§ PROBLEM TO WORK ON
Could you write out the opening lines of the data, word for word, stopping after the line that contains "x = month index"?

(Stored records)
○ ○ ○ ○

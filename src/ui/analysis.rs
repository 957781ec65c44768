//! Data analysis view: resolution-time bars, ticket-volume trend and the source query

use ratatui::{
    prelude::*,
    symbols::Marker,
    widgets::{
        Axis, Bar, BarChart, BarGroup, Chart, Dataset, GraphType, LegendPosition, Paragraph,
    },
};

use super::helpers::card_block;
use crate::content::{ticket_reduction_percent, DISPUTE_TIME_DATA, SQL_QUERY, TICKET_VOLUME_DATA};
use crate::models::{DisputeTimeDatum, TicketVolumeDatum};
use crate::theme::{GREEN_SUCCESS, INDIGO_PRIMARY, TEXT_MUTED, TEXT_PRIMARY, TEXT_SECONDARY};

/// Points of the ticket-volume series, x = month index
pub fn ticket_volume_points(data: &[TicketVolumeDatum]) -> Vec<(f64, f64)> {
    data.iter()
        .enumerate()
        .map(|(i, datum)| (i as f64, datum.tickets as f64))
        .collect()
}

/// Upper y bound rounded up to the next hundred
fn y_bound(data: &[TicketVolumeDatum]) -> f64 {
    let max = data.iter().map(|d| d.tickets).max().unwrap_or(0);
    (max.div_ceil(100).max(1) * 100) as f64
}

pub fn render_dispute_time_chart(area: Rect, data: &[DisputeTimeDatum], frame: &mut Frame) {
    let bars: Vec<Bar> = data
        .iter()
        .map(|datum| {
            let color = datum.fill;
            Bar::default()
                .value(datum.days)
                .text_value(format!("{}d", datum.days))
                .label(Line::from(datum.name))
                .style(Style::default().fg(color))
                .value_style(
                    Style::default()
                        .fg(TEXT_PRIMARY)
                        .bg(color)
                        .add_modifier(Modifier::BOLD),
                )
        })
        .collect();

    let chart = BarChart::default()
        .block(card_block("Avg. Dispute Resolution Time (Days)"))
        .data(BarGroup::default().bars(&bars))
        .bar_width(18)
        .bar_gap(4)
        .label_style(Style::default().fg(TEXT_SECONDARY));

    frame.render_widget(chart, area);
}

pub fn render_ticket_volume_chart(area: Rect, data: &[TicketVolumeDatum], frame: &mut Frame) {
    let points = ticket_volume_points(data);
    let y_max = y_bound(data);
    let x_max = data.len().saturating_sub(1).max(1) as f64;

    let dataset = Dataset::default()
        .name("Tickets")
        .marker(Marker::Braille)
        .graph_type(GraphType::Line)
        .style(Style::default().fg(INDIGO_PRIMARY))
        .data(&points);

    let x_labels: Vec<Span> = data
        .iter()
        .map(|d| Span::styled(d.month, Style::default().fg(TEXT_MUTED)))
        .collect();
    let y_labels = vec![
        Span::styled("0", Style::default().fg(TEXT_MUTED)),
        Span::styled(format!("{}", y_max / 2.0), Style::default().fg(TEXT_MUTED)),
        Span::styled(format!("{}", y_max), Style::default().fg(TEXT_MUTED)),
    ];

    let chart = Chart::new(vec![dataset])
        .block(card_block("Monthly Dispute Ticket Volume"))
        .x_axis(
            Axis::default()
                .bounds([0.0, x_max])
                .labels(x_labels)
                .style(Style::default().fg(TEXT_MUTED)),
        )
        .y_axis(
            Axis::default()
                .bounds([0.0, y_max])
                .labels(y_labels)
                .style(Style::default().fg(TEXT_MUTED)),
        )
        .legend_position(Some(LegendPosition::TopRight))
        .hidden_legend_constraints((Constraint::Ratio(1, 1), Constraint::Ratio(1, 1)));

    frame.render_widget(chart, area);
}

pub fn render_sql(area: Rect, frame: &mut Frame) {
    let lines: Vec<Line> = SQL_QUERY
        .trim()
        .lines()
        .map(|line| Line::from(Span::styled(line, Style::default().fg(GREEN_SUCCESS))))
        .collect();

    let paragraph = Paragraph::new(lines).block(card_block("Source Query"));
    frame.render_widget(paragraph, area);
}

pub fn render_analysis(area: Rect, frame: &mut Frame) {
    let sql_height = SQL_QUERY.trim().lines().count() as u16 + 2;
    let layout = Layout::default()
        .direction(Direction::Vertical)
        .constraints([
            Constraint::Min(10),            // Charts
            Constraint::Length(1),          // Headline
            Constraint::Length(sql_height), // Query
        ])
        .split(area);

    let charts = Layout::default()
        .direction(Direction::Horizontal)
        .constraints([Constraint::Percentage(45), Constraint::Percentage(55)])
        .split(layout[0]);

    render_dispute_time_chart(charts[0], DISPUTE_TIME_DATA, frame);
    render_ticket_volume_chart(charts[1], TICKET_VOLUME_DATA, frame);

    let headline = Paragraph::new(Line::from(vec![
        Span::styled(
            format!(" {}% ", ticket_reduction_percent()),
            Style::default()
                .fg(GREEN_SUCCESS)
                .add_modifier(Modifier::BOLD),
        ),
        Span::styled(
            "reduction in monthly tickets over the pilot",
            Style::default().fg(TEXT_SECONDARY),
        ),
    ]));
    frame.render_widget(headline, layout[1]);

    render_sql(layout[2], frame);
}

○ ○ ○ ○

§ EXERCISE ANSWER
filename src/ui/analysis.rs
repository 957781ec65c44768
//! Data analysis view: resolution-time bars, ticket-volume trend and the source query

use ratatui::{
    prelude::*,
    symbols::Marker,
    widgets::{
        Axis, Bar, BarChart, BarGroup, Chart, Dataset, GraphType, LegendPosition, Paragraph,
    },
};

use super::helpers::card_block;
use crate::content::{ticket_reduction_percent, DISPUTE_TIME_DATA, SQL_QUERY, TICKET_VOLUME_DATA};
use crate::models::{DisputeTimeDatum, TicketVolumeDatum};
use crate::theme::{GREEN_SUCCESS, INDIGO_PRIMARY, TEXT_MUTED, TEXT_PRIMARY, TEXT_SECONDARY};

/// Points of the ticket-volume series, x = month index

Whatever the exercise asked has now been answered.